• _What the task asks_
Go through the lines below and copy any that hold the string "params".
──────── Available records ────────
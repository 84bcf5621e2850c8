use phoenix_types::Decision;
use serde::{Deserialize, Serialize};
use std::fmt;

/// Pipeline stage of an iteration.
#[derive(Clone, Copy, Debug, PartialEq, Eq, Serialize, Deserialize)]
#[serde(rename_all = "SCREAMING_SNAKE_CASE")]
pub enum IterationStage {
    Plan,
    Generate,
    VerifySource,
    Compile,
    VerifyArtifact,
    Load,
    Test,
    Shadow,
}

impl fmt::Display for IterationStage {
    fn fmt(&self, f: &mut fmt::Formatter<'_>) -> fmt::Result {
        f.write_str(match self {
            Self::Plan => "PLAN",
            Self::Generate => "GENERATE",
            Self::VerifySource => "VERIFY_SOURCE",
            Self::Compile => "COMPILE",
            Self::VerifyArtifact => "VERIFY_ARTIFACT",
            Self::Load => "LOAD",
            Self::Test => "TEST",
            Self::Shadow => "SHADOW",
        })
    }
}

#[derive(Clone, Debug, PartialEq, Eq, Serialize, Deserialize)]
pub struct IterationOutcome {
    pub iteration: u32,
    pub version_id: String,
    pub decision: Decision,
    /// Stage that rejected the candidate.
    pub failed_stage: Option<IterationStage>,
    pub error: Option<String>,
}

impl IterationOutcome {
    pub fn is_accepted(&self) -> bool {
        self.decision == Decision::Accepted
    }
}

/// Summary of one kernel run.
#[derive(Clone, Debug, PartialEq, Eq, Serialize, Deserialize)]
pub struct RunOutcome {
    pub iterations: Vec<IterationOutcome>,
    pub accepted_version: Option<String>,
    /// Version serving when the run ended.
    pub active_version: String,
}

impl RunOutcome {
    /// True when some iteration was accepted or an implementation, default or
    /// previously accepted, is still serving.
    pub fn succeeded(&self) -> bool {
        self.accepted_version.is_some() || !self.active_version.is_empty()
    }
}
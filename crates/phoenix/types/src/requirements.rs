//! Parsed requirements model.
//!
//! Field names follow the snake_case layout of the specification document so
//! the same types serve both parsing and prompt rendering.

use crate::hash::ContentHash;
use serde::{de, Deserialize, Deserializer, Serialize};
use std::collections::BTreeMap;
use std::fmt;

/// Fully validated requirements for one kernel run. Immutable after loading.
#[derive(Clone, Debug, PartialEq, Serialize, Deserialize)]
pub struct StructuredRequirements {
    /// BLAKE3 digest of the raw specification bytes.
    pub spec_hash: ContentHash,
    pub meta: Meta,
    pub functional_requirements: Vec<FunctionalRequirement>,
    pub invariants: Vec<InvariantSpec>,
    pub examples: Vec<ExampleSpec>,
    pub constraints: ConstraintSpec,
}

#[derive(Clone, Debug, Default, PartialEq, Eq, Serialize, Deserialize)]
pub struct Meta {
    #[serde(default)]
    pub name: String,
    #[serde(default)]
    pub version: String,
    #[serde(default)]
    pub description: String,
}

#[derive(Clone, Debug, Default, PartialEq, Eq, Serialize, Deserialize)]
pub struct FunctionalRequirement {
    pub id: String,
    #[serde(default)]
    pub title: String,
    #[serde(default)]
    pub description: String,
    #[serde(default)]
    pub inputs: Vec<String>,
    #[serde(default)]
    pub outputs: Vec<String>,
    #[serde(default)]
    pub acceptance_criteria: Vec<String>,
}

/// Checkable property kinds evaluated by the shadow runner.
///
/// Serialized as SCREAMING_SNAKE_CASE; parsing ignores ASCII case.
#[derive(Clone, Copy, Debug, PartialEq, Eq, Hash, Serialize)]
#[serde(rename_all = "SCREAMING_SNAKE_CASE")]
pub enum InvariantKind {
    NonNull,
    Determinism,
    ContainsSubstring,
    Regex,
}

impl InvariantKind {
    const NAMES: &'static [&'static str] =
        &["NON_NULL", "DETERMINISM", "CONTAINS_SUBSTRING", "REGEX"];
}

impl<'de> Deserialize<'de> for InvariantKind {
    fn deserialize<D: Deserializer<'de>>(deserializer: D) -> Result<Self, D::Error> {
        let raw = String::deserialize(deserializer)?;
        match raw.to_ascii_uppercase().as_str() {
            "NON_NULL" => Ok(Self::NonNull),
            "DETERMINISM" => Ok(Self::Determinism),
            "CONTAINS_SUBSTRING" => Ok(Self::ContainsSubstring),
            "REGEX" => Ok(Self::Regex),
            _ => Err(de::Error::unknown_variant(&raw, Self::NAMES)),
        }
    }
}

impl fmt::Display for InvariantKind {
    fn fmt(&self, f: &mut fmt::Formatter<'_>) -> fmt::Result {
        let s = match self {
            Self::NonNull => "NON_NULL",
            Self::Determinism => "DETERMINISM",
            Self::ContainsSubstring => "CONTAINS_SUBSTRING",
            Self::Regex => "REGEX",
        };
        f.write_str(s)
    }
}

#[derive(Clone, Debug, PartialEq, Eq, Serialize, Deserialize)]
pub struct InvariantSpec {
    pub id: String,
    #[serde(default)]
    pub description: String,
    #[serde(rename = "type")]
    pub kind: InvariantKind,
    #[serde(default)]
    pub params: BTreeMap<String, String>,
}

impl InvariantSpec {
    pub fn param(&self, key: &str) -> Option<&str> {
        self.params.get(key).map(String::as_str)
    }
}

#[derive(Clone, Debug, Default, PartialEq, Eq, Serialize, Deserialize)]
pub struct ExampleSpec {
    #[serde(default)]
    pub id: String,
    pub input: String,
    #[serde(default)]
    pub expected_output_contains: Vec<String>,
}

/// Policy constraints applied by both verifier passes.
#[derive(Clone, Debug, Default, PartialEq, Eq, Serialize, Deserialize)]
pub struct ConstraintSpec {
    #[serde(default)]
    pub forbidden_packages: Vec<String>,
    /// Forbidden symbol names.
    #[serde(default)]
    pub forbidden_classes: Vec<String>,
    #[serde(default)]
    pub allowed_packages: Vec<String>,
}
────────
• _Finished exercise_
    pub params: BTreeMap<String, String>,
        self.params.get(key).map(String::as_str)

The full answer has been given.